Well, this is unsettling. Apparently, ever since this summer's iOS 4 release, iPhones have been quietly tracking your location at all times, logging that info in an unencrypted file that anyone can access. Yikes.
The privacy issue was discovered by two security researchers, Alasdair Allan and Pete Warden, who worked for Apple years ago on desktop visualization software (though not on anything related to the iPhone). The location info is easy to access, both on your phone (or iPad) or on any computer that you've synced it to. The location info appears to rely on tower triangulation rather than GPS data, meaning it locates you even if you have location services switched off.
Curious what your tracking data looks like? You can download the program that opens up the info and sticks it on a Google Map, showing exactly where you've gone since June. It is scarily accurate.
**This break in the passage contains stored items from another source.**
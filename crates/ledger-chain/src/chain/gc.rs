//! Background dereferencing of state tries that fell out of the in-memory
//! retention window.

use crate::{
    constants::RECV_TIMEOUT,
    metrics,
    state::NodeDatabase,
};
use alloy_primitives::B256;
use std::{
    cmp::Reverse,
    collections::BinaryHeap,
    sync::{
        Arc,
        atomic::{
            AtomicBool,
            Ordering,
        },
    },
    thread::JoinHandle,
};
use tracing::{
    debug,
    trace,
};

/// Roots waiting for dereference, lowest block number first.
#[derive(Debug, Default)]
pub struct GcQueue {
    heap: BinaryHeap<Reverse<(u64, B256)>>,
}

impl GcQueue {
    pub fn push(&mut self, block_number: u64, root: B256) {
        self.heap.push(Reverse((block_number, root)));
    }

    pub fn len(&self) -> usize {
        self.heap.len()
    }

    pub fn is_empty(&self) -> bool {
        self.heap.is_empty()
    }

    /// Pops every root whose block is at or below `chosen`.
    pub fn pop_until(&mut self, chosen: u64) -> Vec<(u64, B256)> {
        let mut ready = Vec::new();
        while let Some(Reverse((number, _))) = self.heap.peek() {
            if *number > chosen {
                break;
            }
            if let Some(Reverse(entry)) = self.heap.pop() {
                ready.push(entry);
            }
        }
        ready
    }

    /// Empties the queue in block order.
    pub fn drain(&mut self) -> Vec<(u64, B256)> {
        self.pop_until(u64::MAX)
    }
}

/// Handle of the GC loop thread.
///
/// Each committed root is sent with its block number. Once a block is
/// `tries_in_memory` behind the newest arrival its root is dereferenced.
#[derive(Debug)]
pub struct TrieGc {
    sender: Option<flume::Sender<(u64, B256)>>,
    handle: Option<JoinHandle<GcQueue>>,
    shutdown: Arc<AtomicBool>,
}

impl TrieGc {
    pub fn spawn(node_db: Arc<NodeDatabase>, tries_in_memory: u64) -> std::io::Result<Self> {
        let (sender, receiver) = flume::unbounded::<(u64, B256)>();
        let shutdown = Arc::new(AtomicBool::new(false));
        let stop = shutdown.clone();
        let handle = std::thread::Builder::new()
            .name("trie-gc".into())
            .spawn(move || {
                let mut queue = GcQueue::default();
                while !stop.load(Ordering::Relaxed) {
                    let (block_number, root) = match receiver.recv_timeout(RECV_TIMEOUT) {
                        Ok(entry) => entry,
                        Err(flume::RecvTimeoutError::Timeout) => continue,
                        Err(flume::RecvTimeoutError::Disconnected) => break,
                    };
                    queue.push(block_number, root);
                    if block_number > tries_in_memory {
                        let chosen = block_number - tries_in_memory;
                        for (number, root) in queue.pop_until(chosen) {
                            trace!(target: "ledger-chain::gc", number, %root, "Dereferencing state trie");
                            node_db.dereference(root);
                        }
                    }
                    metrics::set_gc_queue(queue.len());
                }
                // Entries sent before the stop request still belong to the queue.
                for (block_number, root) in receiver.try_iter() {
                    queue.push(block_number, root);
                }
                debug!(target: "ledger-chain::gc", pending = queue.len(), "Trie GC loop stopped");
                queue
            })?;
        Ok(Self {
            sender: Some(sender),
            handle: Some(handle),
            shutdown,
        })
    }

    /// Schedules `root` of `block_number` for eventual dereference.
    pub fn push(&self, block_number: u64, root: B256) {
        if let Some(sender) = &self.sender {
            let _ = sender.send((block_number, root));
        }
    }

    /// Stops the loop and hands back the roots it still holds.
    pub fn stop(&mut self) -> GcQueue {
        self.shutdown.store(true, Ordering::Relaxed);
        self.sender = None;
        self.handle
            .take()
            .and_then(|handle| handle.join().ok())
            .unwrap_or_default()
    }
}

impl Drop for TrieGc {
    fn drop(&mut self) {
        self.shutdown.store(true, Ordering::Relaxed);
    }
}

#[cfg(test)]
mod tests {
    use super::*;
    use crate::{
        db::Database,
        state::Trie,
    };
    use std::time::{
        Duration,
        Instant,
    };

    #[test]
    fn queue_pops_in_block_order_up_to_chosen() {
        let mut queue = GcQueue::default();
        queue.push(5, B256::repeat_byte(5));
        queue.push(1, B256::repeat_byte(1));
        queue.push(3, B256::repeat_byte(3));

        let ready = queue.pop_until(3);
        assert_eq!(ready, [(1, B256::repeat_byte(1)), (3, B256::repeat_byte(3))]);
        assert_eq!(queue.len(), 1);
        assert_eq!(queue.drain(), [(5, B256::repeat_byte(5))]);
        assert!(queue.is_empty());
    }

    #[test]
    fn loop_dereferences_roots_behind_the_window() {
        let node_db = Arc::new(NodeDatabase::new(Arc::new(Database::new_in_memory()), 0));
        let mut roots = Vec::new();
        for i in 1..=3u8 {
            let mut trie = Trie::new_empty();
            trie.update(&[i; 32], &[i; 40]).unwrap();
            let (root, set) = trie.commit();
            node_db.insert_set(&set);
            node_db.reference(root, B256::ZERO);
            roots.push(root);
        }

        let mut gc = TrieGc::spawn(node_db.clone(), 1).unwrap();
        for (number, root) in roots.iter().enumerate() {
            gc.push(number as u64 + 1, *root);
        }

        let deadline = Instant::now() + Duration::from_secs(5);
        while node_db.parents(roots[1]).is_some() && Instant::now() < deadline {
            std::thread::sleep(Duration::from_millis(10));
        }
        assert_eq!(node_db.parents(roots[0]), None, "block 1 is two blocks behind");
        assert_eq!(node_db.parents(roots[1]), None, "block 2 is one block behind");
        assert!(node_db.parents(roots[2]).is_some());

        let left = gc.stop().drain();
        assert_eq!(left, [(3, roots[2])]);
    }
}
The team has assembled a pretty comprehensive FAQ going over the how and why, but the answer to "what's so bad about this" is probably the most telling:
The most immediate problem is that this data is stored in an easily-readable form on your machine. Any other program you run or user with access to your machine can look through it.
The more fundamental problem is that Apple are collecting this information at all. Cell-phone providers collect similar data almost inevitably as part of their operations, but it's kept behind their firewall. It normally requires a court order to gain access to it, whereas this is available to anyone who can get their hands on your phone or computer.
This is definitely not good. You can expect a response from Apple pretty soon about this one.